Sen. Tom Coburn has just demanded that the Senate clerk read the single-payer amendment offered by Sen. Bernie Sanders — and it’s 767 pages.

Typically, Senators offering amendments will ask for unanimous consent to avoid reading the entire meausure, but all it takes is one Senator to object to demand its reading, and Coburn objected to Sanders attempt to dispense with the reading of the amendment.

The boss is delighted:
This is transparency in action.
The Senate’s chief socialist, Bernie Sanders, offered a single-payer health care amendment. It would open Medicare to all regardless of age, income, etc., and would be paid through higher income taxes. The normal procedure on the Senate floor would have been to dispense with the reading of the amendment. But “to alert taxpayers to this latest Washington scheme to take away your health care decisions,” Senator Coburn’s office writes, Sen. Coburn demanded that the full text of the 767 page Sanders amendment be read by the Senate clerk. …

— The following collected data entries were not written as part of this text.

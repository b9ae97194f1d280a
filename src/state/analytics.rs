/* This file is part of Gegofi (https://gego.fi)
 *
 * Copyright (C) 2021-2026 Gegofi foundation
 *
 * This program is free software: you can redistribute it and/or modify
 * it under the terms of the GNU Affero General Public License as
 * published by the Free Software Foundation, either version 3 of the
 * License, or (at your option) any later version.
 *
 * This program is distributed in the hope that it will be useful,
 * but WITHOUT ANY WARRANTY; without even the implied warranty of
 * MERCHANTABILITY or FITNESS FOR A PARTICULAR PURPOSE.  See the
 * GNU Affero General Public License for more details.
 *
 * You should have received a copy of the GNU Affero General Public License
 * along with this program.  If not, see <https://www.gnu.org/licenses/>.
 */

//! Read-only on-chain analytics: burn history and governance proposals.
use std::fmt;

use num_bigint::BigUint;
use tinyjson::JsonValue;

use crate::{
    contract::{caller::Caller, decode_string, decode_u64, decode_uint, ContractCall},
    net_config::ChainConfig,
    Error, Result,
};

/// One entry of the token burn ledger.
#[derive(Clone, Debug)]
pub struct BurnRecord {
    pub id: String,
    pub amount: BigUint,
    /// Unix seconds
    pub timestamp: u64,
}

/// A governance proposal in its aggregate form.
#[derive(Clone, Debug)]
pub struct Proposal {
    pub id: String,
    pub title: String,
    pub state: ProposalState,
    pub votes_for: BigUint,
    pub votes_against: BigUint,
}

#[derive(Clone, Copy, Debug, PartialEq, Eq)]
pub enum ProposalState {
    Pending,
    Active,
    Passed,
    Rejected,
    Executed,
}

impl ProposalState {
    fn decode(value: &JsonValue) -> Result<Self> {
        match decode_u64(value)? {
            0 => Ok(Self::Pending),
            1 => Ok(Self::Active),
            2 => Ok(Self::Passed),
            3 => Ok(Self::Rejected),
            4 => Ok(Self::Executed),
            _ => Err(Error::DecodeError("Unknown proposal state")),
        }
    }
}

impl fmt::Display for ProposalState {
    fn fmt(&self, f: &mut fmt::Formatter<'_>) -> fmt::Result {
        let s = match self {
            Self::Pending => "pending",
            Self::Active => "active",
            Self::Passed => "passed",
            Self::Rejected => "rejected",
            Self::Executed => "executed",
        };
        write!(f, "{s}")
    }
}

/// Analytics slice of the session store.
#[derive(Default)]
pub struct AnalyticsState {
    pub burns: Option<Vec<BurnRecord>>,
    pub proposals: Option<Vec<Proposal>>,
}

impl AnalyticsState {
    pub fn apply_burns(&mut self, burns: Vec<BurnRecord>) {
        self.burns = Some(burns);
    }

    pub fn apply_proposals(&mut self, proposals: Vec<Proposal>) {
        self.proposals = Some(proposals);
    }
}

/// Fetch the full burn history from the burn ledger.
pub async fn fetch_burn_history(
    caller: &dyn Caller,
    chain: &ChainConfig,
) -> Result<Vec<BurnRecord>> {
    let Some(ledger) = chain.burn_ledger() else { return Err(Error::FeatureUnavailable) };

    let call = ContractCall::new(&ledger, "burnHistory", vec![]);
    let values = caller.call(&call).await?;
    let Some(JsonValue::Array(raw_records)) = values.first() else {
        return Err(Error::DecodeError("Burn history reply is not an array"))
    };

    let mut records = Vec::with_capacity(raw_records.len());
    for raw in raw_records {
        let JsonValue::Array(tuple) = raw else {
            return Err(Error::DecodeError("Burn record is not an array"))
        };
        if tuple.len() != 3 {
            return Err(Error::DecodeError("Burn record tuple length mismatch"))
        }

        records.push(BurnRecord {
            id: decode_uint(&tuple[0])?.to_str_radix(10),
            amount: decode_uint(&tuple[1])?,
            timestamp: decode_u64(&tuple[2])?,
        });
    }

    Ok(records)
}

/// Fetch all governance proposals in their aggregate form.
pub async fn fetch_proposals(caller: &dyn Caller, chain: &ChainConfig) -> Result<Vec<Proposal>> {
    let Some(governance) = chain.governance() else { return Err(Error::FeatureUnavailable) };

    let call = ContractCall::new(&governance, "proposals", vec![]);
    let values = caller.call(&call).await?;
    let Some(JsonValue::Array(raw_proposals)) = values.first() else {
        return Err(Error::DecodeError("Proposals reply is not an array"))
    };

    let mut proposals = Vec::with_capacity(raw_proposals.len());
    for raw in raw_proposals {
        let JsonValue::Array(tuple) = raw else {
            return Err(Error::DecodeError("Proposal is not an array"))
        };
        if tuple.len() != 5 {
            return Err(Error::DecodeError("Proposal tuple length mismatch"))
        }

        proposals.push(Proposal {
            id: decode_uint(&tuple[0])?.to_str_radix(10),
            title: decode_string(&tuple[1])?,
            state: ProposalState::decode(&tuple[2])?,
            votes_for: decode_uint(&tuple[3])?,
            votes_against: decode_uint(&tuple[4])?,
        });
    }

    Ok(proposals)
}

Big Nanny dreams and schemes laid bare.
It took eighteen minutes just to get through the table of contents … for an amendment. Philip says the pace picked up a bit afterward, and the entire amendment could be read within about 12 hours. That’s twelve hours of floor time, assuming Coburn keeps withholding unanimous consent.
What does this do? It makes a hash out of Harry Reid’s plan to move the bill through the Senate by Christmas. Twelve hours of floor time for just a single amendment means that no other business can be conducted until at least Friday. Coburn apparently launched this effort in response to an attempt by Reid to shove the bill to a cloture vote without giving everyone enough time to read the bill or peruse the CBO analysis, due this week.

It’s a reminder that even with a supermajority, Reid needs to work with the minority to keep momentum. He can’t pull a Nancy Pelosi jamdown in the upper chamber, and any further attempts will mean weeks of bill reading as the legislation effectively filibusters itself.